Start of Data

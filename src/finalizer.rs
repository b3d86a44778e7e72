//! Message Finalizer Module
//!
//! One finalizer runs per destination chain. Each tick it walks the inbox's
//! pending message set, leaves anything still inside its challenge period
//! (or disputed) alone, and settles everything whose period has elapsed with
//! the two-step sequence: `finalize` on the inbox, then `executeMint` on the
//! settlement contract.
//!
//! A failure between the two steps is safe: the message stays in the pending
//! set in FINALIZED state and the next tick retries `executeMint` alone. The
//! mint is guarded on chain, so a retry can at worst hit a duplicate revert,
//! which counts as settled. Errors are scoped to their message hash and
//! retried every tick; nothing is dropped silently.

use anyhow::{Context, Result};
use std::sync::Arc;
use tracing::{debug, error, info, warn};

use crate::api::FinalizerStatus;
use crate::chain_client::{
    address_from_word, decode_words, hash_from_word, u64_from_word, word_from_hash, AbiToken,
    ChainClient, ChainError,
};
use crate::config::ChainEndpointConfig;
use crate::storage::{BridgeStatus, LedgerClient, StatusUpdate};
use crate::types::{Message, MessageState};

const GET_PENDING_COUNT_SIG: &str = "getPendingCount()";
const PENDING_MESSAGES_SIG: &str = "pendingMessages(uint256)";
const GET_MESSAGE_SIG: &str = "getMessage(bytes32)";
const GET_TIME_REMAINING_SIG: &str = "getTimeRemaining(bytes32)";
const FINALIZE_SIG: &str = "finalize(bytes32)";
const EXECUTE_MINT_SIG: &str = "executeMint(bytes32)";

/// Zero word, the ABI encoding of "no challenger".
const ZERO_ADDRESS: &str = "0x0000000000000000000000000000000000000000";

/// Settles pending messages on one destination chain.
pub struct Finalizer {
    /// Chain name for log lines
    chain: String,
    /// Destination chain client
    client: Arc<ChainClient>,
    /// Message inbox address
    inbox_addr: String,
    /// Settlement contract address
    settlement_addr: String,
    /// Durable transfer ledger, when configured
    ledger: Option<Arc<LedgerClient>>,
    /// Finalizer counters
    status: Arc<FinalizerStatus>,
}

impl Finalizer {
    /// Creates a new finalizer for one destination chain.
    pub fn new(
        client: Arc<ChainClient>,
        chain: &ChainEndpointConfig,
        ledger: Option<Arc<LedgerClient>>,
        status: Arc<FinalizerStatus>,
    ) -> Self {
        Self {
            chain: chain.name.clone(),
            client,
            inbox_addr: chain.inbox_addr.clone(),
            settlement_addr: chain.settlement_addr.clone(),
            ledger,
            status,
        }
    }

    /// One finalizer tick over the inbox's pending set.
    pub async fn poll_once(&self) -> Result<()> {
        let count = self
            .pending_count()
            .await
            .with_context(|| format!("[{}] Failed to read pending count", self.chain))?;

        if count == 0 {
            debug!("[{}] No pending messages", self.chain);
            return Ok(());
        }
        debug!("[{}] Inspecting {} pending messages", self.chain, count);

        for index in 0..count {
            // Errors are scoped per message: one bad entry must not stall
            // the rest of the set.
            let message_hash = match self.pending_message_at(index).await {
                Ok(hash) => hash,
                Err(e) => {
                    error!(
                        "[{}] Failed to read pending message {}: {}",
                        self.chain, index, e
                    );
                    continue;
                }
            };

            if let Err(e) = self.process_message(&message_hash).await {
                error!(
                    "[{}] Failed to process message {}: {}; will retry next tick",
                    self.chain, message_hash, e
                );
            }
        }

        Ok(())
    }

    /// Inspects one message and settles it when its time has come.
    async fn process_message(&self, message_hash: &str) -> Result<(), ChainError> {
        let message = self.get_message(message_hash).await?;

        match message.state {
            MessageState::Challenged | MessageState::Rejected => {
                // Disputed externally; resolution is not the relay's call.
                debug!(
                    "[{}] Message {} is {:?}, leaving untouched",
                    self.chain, message.message_hash, message.state
                );
                Ok(())
            }
            MessageState::Finalized => {
                // A previous tick (or process) finalized but did not mint.
                self.execute_mint(&message).await
            }
            MessageState::Pending => {
                let remaining = self.time_remaining(message_hash).await?;
                if remaining > 0 {
                    info!(
                        "[{}] Message {} has {}s of challenge period remaining",
                        self.chain, message.message_hash, remaining
                    );
                    return Ok(());
                }
                self.finalize_and_mint(&message).await
            }
        }
    }

    /// The two-step settlement sequence.
    async fn finalize_and_mint(&self, message: &Message) -> Result<(), ChainError> {
        let hash_word = word_from_hash(&message.message_hash)?;

        match self
            .client
            .send_function(&self.inbox_addr, FINALIZE_SIG, &[AbiToken::FixedBytes(hash_word)])
            .await
        {
            Ok(receipt) => {
                self.status.record_finalized();
                info!(
                    "[{}] Finalized message {} (tx {})",
                    self.chain, message.message_hash, receipt.transaction_hash
                );
            }
            Err(ChainError::Duplicate(reason)) => {
                debug!(
                    "[{}] Message {} already finalized ({})",
                    self.chain, message.message_hash, reason
                );
            }
            Err(e) => return Err(e),
        }

        self.execute_mint(message).await
    }

    /// Releases funds to the recipient. Idempotent through the on-chain
    /// guard: a duplicate revert means the mint already happened.
    async fn execute_mint(&self, message: &Message) -> Result<(), ChainError> {
        let hash_word = word_from_hash(&message.message_hash)?;

        match self
            .client
            .send_function(
                &self.settlement_addr,
                EXECUTE_MINT_SIG,
                &[AbiToken::FixedBytes(hash_word)],
            )
            .await
        {
            Ok(receipt) => {
                self.status.record_minted();
                info!(
                    "[{}] Executed mint for message {} (tx {})",
                    self.chain, message.message_hash, receipt.transaction_hash
                );
                self.mark_completed(message, "finalized and minted").await;
                Ok(())
            }
            Err(ChainError::Duplicate(reason)) => {
                debug!(
                    "[{}] Mint already executed for message {} ({})",
                    self.chain, message.message_hash, reason
                );
                self.mark_completed(message, "mint already executed on chain")
                    .await;
                Ok(())
            }
            Err(e) => Err(e),
        }
    }

    /// Moves the transfer record to COMPLETED once funds are released.
    async fn mark_completed(&self, message: &Message, note: &str) {
        let Some(ref ledger) = self.ledger else {
            return;
        };
        let update = StatusUpdate::new(
            vec![BridgeStatus::Pending, BridgeStatus::Submitted],
            BridgeStatus::Completed,
        )
        .with_note(note);
        if let Err(e) = ledger
            .update_by_intent_hash(&message.intent_hash, &update)
            .await
        {
            warn!(
                "[{}] Failed to mark intent {} COMPLETED in ledger: {:#}",
                self.chain, message.intent_hash, e
            );
        }
    }

    // ------------------------------------------------------------------
    // Inbox views
    // ------------------------------------------------------------------

    async fn pending_count(&self) -> Result<u64, ChainError> {
        let data = self
            .client
            .call_function(&self.inbox_addr, GET_PENDING_COUNT_SIG, &[])
            .await?;
        let words = decode_words(&data)?;
        words
            .first()
            .map(u64_from_word)
            .transpose()?
            .ok_or_else(|| ChainError::Transport("empty getPendingCount result".to_string()))
    }

    async fn pending_message_at(&self, index: u64) -> Result<String, ChainError> {
        let data = self
            .client
            .call_function(
                &self.inbox_addr,
                PENDING_MESSAGES_SIG,
                &[AbiToken::Uint(index as u128)],
            )
            .await?;
        let words = decode_words(&data)?;
        words
            .first()
            .map(hash_from_word)
            .ok_or_else(|| ChainError::Transport("empty pendingMessages result".to_string()))
    }

    async fn time_remaining(&self, message_hash: &str) -> Result<u64, ChainError> {
        let data = self
            .client
            .call_function(
                &self.inbox_addr,
                GET_TIME_REMAINING_SIG,
                &[AbiToken::FixedBytes(word_from_hash(message_hash)?)],
            )
            .await?;
        let words = decode_words(&data)?;
        words
            .first()
            .map(u64_from_word)
            .transpose()?
            .ok_or_else(|| ChainError::Transport("empty getTimeRemaining result".to_string()))
    }

    /// Reads and decodes one message record from the inbox.
    ///
    /// Word layout: intent hash, state discriminant, submittedAt,
    /// challengePeriodEnd, challenger (zero address when unchallenged).
    async fn get_message(&self, message_hash: &str) -> Result<Message, ChainError> {
        let data = self
            .client
            .call_function(
                &self.inbox_addr,
                GET_MESSAGE_SIG,
                &[AbiToken::FixedBytes(word_from_hash(message_hash)?)],
            )
            .await?;
        let words = decode_words(&data)?;
        if words.len() < 5 {
            return Err(ChainError::Transport(format!(
                "getMessage returned {} words, expected 5",
                words.len()
            )));
        }

        let state_raw = u64_from_word(&words[1])?;
        let state = MessageState::from_u8(state_raw as u8)
            .map_err(|e| ChainError::Transport(format!("{:#}", e)))?;
        let challenger = match address_from_word(&words[4]) {
            addr if addr == ZERO_ADDRESS => None,
            addr => Some(addr),
        };

        Ok(Message {
            message_hash: message_hash.to_string(),
            intent_hash: hash_from_word(&words[0]),
            state,
            submitted_at: u64_from_word(&words[2])?,
            challenge_period_end: u64_from_word(&words[3])?,
            challenger,
        })
    }
}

End of Data

### Prompt
Send back exactly the lines of the listing above starting at the one with "is dropped silently." and ending at the one with "const GET_PENDING_COUNT_SIG: &str", inclusive, and no others.

### Your response
//! retried every tick; nothing is dropped silently.

use anyhow::{Context, Result};
use std::sync::Arc;
use tracing::{debug, error, info, warn};

use crate::api::FinalizerStatus;
use crate::chain_client::{
    address_from_word, decode_words, hash_from_word, u64_from_word, word_from_hash, AbiToken,
    ChainClient, ChainError,
};
use crate::config::ChainEndpointConfig;
use crate::storage::{BridgeStatus, LedgerClient, StatusUpdate};
use crate::types::{Message, MessageState};

const GET_PENDING_COUNT_SIG: &str = "getPendingCount()";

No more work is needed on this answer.